For instance, there was the sight of the flowers in Green Park on Sunday, the aisles and aisles of them under the September-heavy trees. At first, as I wandered up and down them, my thoughts snagged on a mild anxiety that this might all be a little too sentimental, a little too much about us and not enough about the Queen, but then I saw the volunteers, going steadily through the flowers to remove the plastic wrapping — the sort of unglamorous but necessary task that the Queen herself would have noticed and admired — and was reassured. I made my way up the Mall, past St. James’ Palace from whose window-sills the new King had been proclaimed the previous day, caught the conclusion of the Changing of the Guard at Horse Guards Parade, cut through into Whitehall, went on across Parliament Square and down Millbank, over the Thames at Lambeth Bridge, and ultimately to a beautifully said and sung Requiem Mass at St. George’s Cathedral. I signed the condolence book there which had been carefully laid out.
This change in the air is a reassurance and a consolation. Whereas normally, and above all in the pandemic ‘lockdowns’, we have had row after row of identical days like the cells of a blank spreadsheet, these days are heavy with meaning. That weight tells us that we are right to mourn and to grieve, and to miss the Queen; that we are not being silly or over-sensitive in our sorrow. Dignity and reverence and solemnity have returned, and for the right reasons. (The sole mistake so far has been the decision to bring the Queen’s coffin to London by air, rather than by rail as was the original plan.) Even the screens that usually flicker their deranging advertisements at us now display still pictures of the late Queen with a sober message of condolence.
And then there was yesterday’s cortège, the slow drum-beat, the polished sombre brass, the thud of the guns and Big Ben tolling once every minute. We of the smartphone generation, the children of the Internet Age, saw the coffin borne in sorrowful dutiful stateliness to the Palace of Westminster. And in Westminster Hall, where for now she lies in state, how fitting it all is, how right. How rich all the colours are, so deep that they can be felt imbuing themselves into the memory. They are as rich and deep as our grief: the thick warm yellow translucence of the candle-wax, the scarlet and gold of the furled standard, the clean stone, the purple-shrouded catafalque.
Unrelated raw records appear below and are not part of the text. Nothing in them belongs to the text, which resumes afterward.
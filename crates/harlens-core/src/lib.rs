pub mod analysis;
pub mod error;
pub mod har;

pub use error::{Error, Result};

use analysis::{AnalysisResult, Analyzer, TrafficAnalyzer};
use har::HarReader;

/// Parse a HAR document and analyze it with the default thresholds
pub fn analyze_str(content: &str) -> Result<AnalysisResult> {
    let har = HarReader::from_str(content)?;
    TrafficAnalyzer::default().analyze(&har)
}
pub mod fields;
mod reader;

pub use reader::HarReader;

/// A parsed HAR document kept as a navigable JSON tree.
///
/// HAR files from browsers and capture tools routinely omit or mistype
/// fields, so the document is not bound to a strict schema. Field access goes
/// through [`fields`], which substitutes defaults instead of failing.
pub type HarDocument = serde_json::Value;
mod extract;
mod search;
mod traffic;

pub use extract::extract;
pub use search::RecordQuery;
pub use traffic::TrafficAnalyzer;

use crate::har::HarDocument;
use serde::{Deserialize, Serialize};

/// Requests slower than this many milliseconds count as slow
pub const SLOW_REQUEST_THRESHOLD_MS: f64 = 1000.0;

/// Responses with a status at or above this value count as failed
pub const ERROR_STATUS_THRESHOLD: i64 = 400;

/// Normalized view of a single HAR entry.
///
/// Every field has a default (empty string, zero) used when the entry omits
/// it or carries a value of the wrong type.
#[derive(Debug, Clone, PartialEq, Default, Serialize, Deserialize)]
#[serde(rename_all = "camelCase")]
pub struct EntrySummary {
    pub method: String,
    pub url: String,
    pub status: i64,
    pub status_text: String,
    /// Total round-trip time in milliseconds
    pub time: f64,
    /// Response content size in bytes
    pub size: u64,
    pub started_date_time: String,
    #[serde(alias = "xTraceId")]
    pub trace_id: String,
    pub external_trace_id: String,
    pub request_body: String,
    pub response_body: String,
}

/// Outcome of a single analysis run
#[derive(Debug, Clone, PartialEq, Serialize, Deserialize)]
#[serde(rename_all = "camelCase")]
pub struct AnalysisResult {
    total_requests: usize,
    failed_requests: usize,
    slow_requests: usize,
    total_load_time: f64,
    total_size: u64,
    failed_requests_list: Vec<EntrySummary>,
    slow_requests_list: Vec<EntrySummary>,
    success_requests_list: Vec<EntrySummary>,
}

impl AnalysisResult {
    pub fn total_requests(&self) -> usize {
        self.total_requests
    }

    pub fn failed_requests(&self) -> usize {
        self.failed_requests
    }

    pub fn slow_requests(&self) -> usize {
        self.slow_requests
    }

    /// Sum of every entry's elapsed time in milliseconds, failed ones included
    pub fn total_load_time(&self) -> f64 {
        self.total_load_time
    }

    /// Sum of every entry's response content size in bytes
    pub fn total_size(&self) -> u64 {
        self.total_size
    }

    pub fn failed(&self) -> &[EntrySummary] {
        &self.failed_requests_list
    }

    /// Successful requests that exceeded the slow threshold. Each of these
    /// also appears in [`AnalysisResult::successful`].
    pub fn slow(&self) -> &[EntrySummary] {
        &self.slow_requests_list
    }

    pub fn successful(&self) -> &[EntrySummary] {
        &self.success_requests_list
    }
}

/// Classification limits applied by [`TrafficAnalyzer`]
#[derive(Debug, Clone, Copy, PartialEq)]
pub struct Thresholds {
    /// A successful request strictly slower than this is slow
    pub slow_ms: f64,
    /// A status at or above this is a failure
    pub error_status: i64,
}

impl Thresholds {
    pub fn is_failure(&self, status: i64) -> bool {
        status >= self.error_status
    }

    pub fn is_slow(&self, time_ms: f64) -> bool {
        time_ms > self.slow_ms
    }
}

impl Default for Thresholds {
    fn default() -> Self {
        Self {
            slow_ms: SLOW_REQUEST_THRESHOLD_MS,
            error_status: ERROR_STATUS_THRESHOLD,
        }
    }
}

pub trait Analyzer {
    type Output;

    fn analyze(&self, har: &HarDocument) -> crate::Result<Self::Output>;
}
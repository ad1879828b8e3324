pub mod analyze;
pub mod completion;
pub mod serve;
use super::EntrySummary;

/// Case-insensitive text match over the identifying fields of a record
/// (method, URL, status, status text and trace IDs). Bodies are not searched.
#[derive(Debug, Clone, Default)]
pub struct RecordQuery {
    needle: String,
}

impl RecordQuery {
    pub fn new(text: &str) -> Self {
        Self {
            needle: text.trim().to_lowercase(),
        }
    }

    /// An empty query matches everything
    pub fn is_empty(&self) -> bool {
        self.needle.is_empty()
    }

    pub fn matches(&self, record: &EntrySummary) -> bool {
        if self.is_empty() {
            return true;
        }

        let status = record.status.to_string();
        [
            record.method.as_str(),
            record.url.as_str(),
            status.as_str(),
            record.status_text.as_str(),
            record.trace_id.as_str(),
            record.external_trace_id.as_str(),
        ]
        .iter()
        .any(|field| field.to_lowercase().contains(&self.needle))
    }

    /// Keep the records that match, preserving order
    pub fn filter<'a>(&self, records: &'a [EntrySummary]) -> Vec<&'a EntrySummary> {
        records.iter().filter(|r| self.matches(r)).collect()
    }
}
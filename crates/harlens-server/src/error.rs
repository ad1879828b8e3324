use http::StatusCode;
use thiserror::Error;

#[derive(Error, Debug)]
pub enum Error {
    /// The upload itself was rejected before analysis
    #[error("{0}")]
    Upload(String),

    #[error("Upload exceeds the {limit} byte limit")]
    TooLarge { limit: usize },

    #[error(transparent)]
    Analysis(#[from] harlens_core::Error),

    #[error("Server error: {0}")]
    Server(String),

    #[error("IO error: {0}")]
    Io(#[from] std::io::Error),
}

impl Error {
    /// HTTP status reported to the uploader
    pub fn status(&self) -> StatusCode {
        match self {
            Error::Upload(_) => StatusCode::BAD_REQUEST,
            Error::TooLarge { .. } => StatusCode::PAYLOAD_TOO_LARGE,
            Error::Analysis(e) if e.is_client_error() => StatusCode::BAD_REQUEST,
            Error::Analysis(_) | Error::Server(_) | Error::Io(_) => {
                StatusCode::INTERNAL_SERVER_ERROR
            }
        }
    }

    /// Message safe to send back to the uploader. Server-side failures are
    /// reported generically; the detail goes to the log.
    pub fn public_message(&self) -> String {
        if self.status().is_server_error() {
            "Failed to process HAR file".to_string()
        } else {
            self.to_string()
        }
    }
}

pub type Result<T> = std::result::Result<T, Error>;
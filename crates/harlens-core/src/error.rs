use thiserror::Error;

#[derive(Error, Debug)]
pub enum Error {
    #[error("Failed to read HAR file: {0}")]
    Io(#[from] std::io::Error),

    #[error("Failed to parse HAR file: {0}")]
    Parse(#[from] serde_json::Error),

    #[error("Invalid HAR format: {0}")]
    MalformedInput(String),

    #[error("Internal analysis error: {0}")]
    Internal(String),
}

impl Error {
    /// Whether the error was caused by the document itself rather than by
    /// the analyzer or the environment
    pub fn is_client_error(&self) -> bool {
        matches!(self, Error::Parse(_) | Error::MalformedInput(_))
    }
}

pub type Result<T> = std::result::Result<T, Error>;

#[cfg(test)]
mod tests {
    use super::*;

    #[test]
    fn test_malformed_input_is_client_error() {
        let err = Error::MalformedInput("'entries' array not found".to_string());
        assert!(err.is_client_error());
        assert_eq!(
            err.to_string(),
            "Invalid HAR format: 'entries' array not found"
        );
    }

    #[test]
    fn test_internal_is_not_client_error() {
        assert!(!Error::Internal("boom".to_string()).is_client_error());
        let io = std::io::Error::new(std::io::ErrorKind::NotFound, "missing");
        assert!(!Error::from(io).is_client_error());
    }

    #[test]
    fn test_parse_is_client_error() {
        let parse = serde_json::from_str::<serde_json::Value>("{not json").unwrap_err();
        assert!(Error::from(parse).is_client_error());
    }
}
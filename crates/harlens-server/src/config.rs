use harlens_core::analysis::Thresholds;
use std::net::{IpAddr, Ipv4Addr, SocketAddr};

pub const DEFAULT_PORT: u16 = 8080;
pub const DEFAULT_ALLOWED_ORIGIN: &str = "http://localhost:5173";
pub const DEFAULT_MAX_UPLOAD_BYTES: usize = 50 * 1024 * 1024;

/// Settings for the upload endpoint
#[derive(Debug, Clone)]
pub struct ServerConfig {
    pub bind: IpAddr,
    pub port: u16,
    /// Origin echoed in `Access-Control-Allow-Origin`; `None` disables CORS headers
    pub allowed_origin: Option<String>,
    /// Uploads larger than this are rejected before analysis
    pub max_upload_bytes: usize,
    pub thresholds: Thresholds,
}

impl ServerConfig {
    pub fn addr(&self) -> SocketAddr {
        SocketAddr::new(self.bind, self.port)
    }
}

impl Default for ServerConfig {
    fn default() -> Self {
        Self {
            bind: IpAddr::V4(Ipv4Addr::LOCALHOST),
            port: DEFAULT_PORT,
            allowed_origin: Some(DEFAULT_ALLOWED_ORIGIN.to_string()),
            max_upload_bytes: DEFAULT_MAX_UPLOAD_BYTES,
            thresholds: Thresholds::default(),
        }
    }
}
The BBC’s live stream of the vigil in Westminster Hall is, though a little intrusively zoomed-in on occasions, very moving to watch. How strangely beautiful is the grief in the faces of the mourner-pilgrims who have waited many hours to pause, or to bow, or to make the sign of the Cross, or to salute, or even to blow a kiss.
The Queen has ‘surprised a hunger in ourselves to be more serious’ — and this, I think, is the first, immediate example of the way in which her life continues, and will continue, to bear fruit for us. This is how it works, the life of faith: light catches light, heart speaks unto heart. Those of us who shared or sympathised with her hopes and beliefs now feel the burden of responsibility falling on us, the duty to be little bolder in standing up for those beliefs, and living by them.
Part of our duty to the late Queen is, of course, giving the new King the acclamation he deserves. And so we have, with such wonderful sonorous language — ‘Whereas it has pleased God to call to Himself our late Sovereign Lady Elizabeth of happy memory…’
I feel strangely at home in these otherworldly days of sorrow. This is a deeply sad parting, a real wrench, and it is hard not to worry about the future — I am trying not to think about the loneliness which may well sweep in again after the funeral, that sense of an autumn of many things — but, as Joanna Bogle has pointed out, this is fundamentally not a horrible grief, as one feels after an outrage or a tragedy — it is a gentle farewell, mingled with deep gratitude and with confidence that the Lord whom our Queen served so well will say, ‘Well done, good and faithful servant,’ and receive her at last into Heaven. And since, after all, as Her late Majesty herself told us, ‘grief is the price we pay for love’, it is only fair that I should settle my account. So, strange to say, thanks be to God for this moment of togetherness in grief and love, and for all His bittersweet blessings.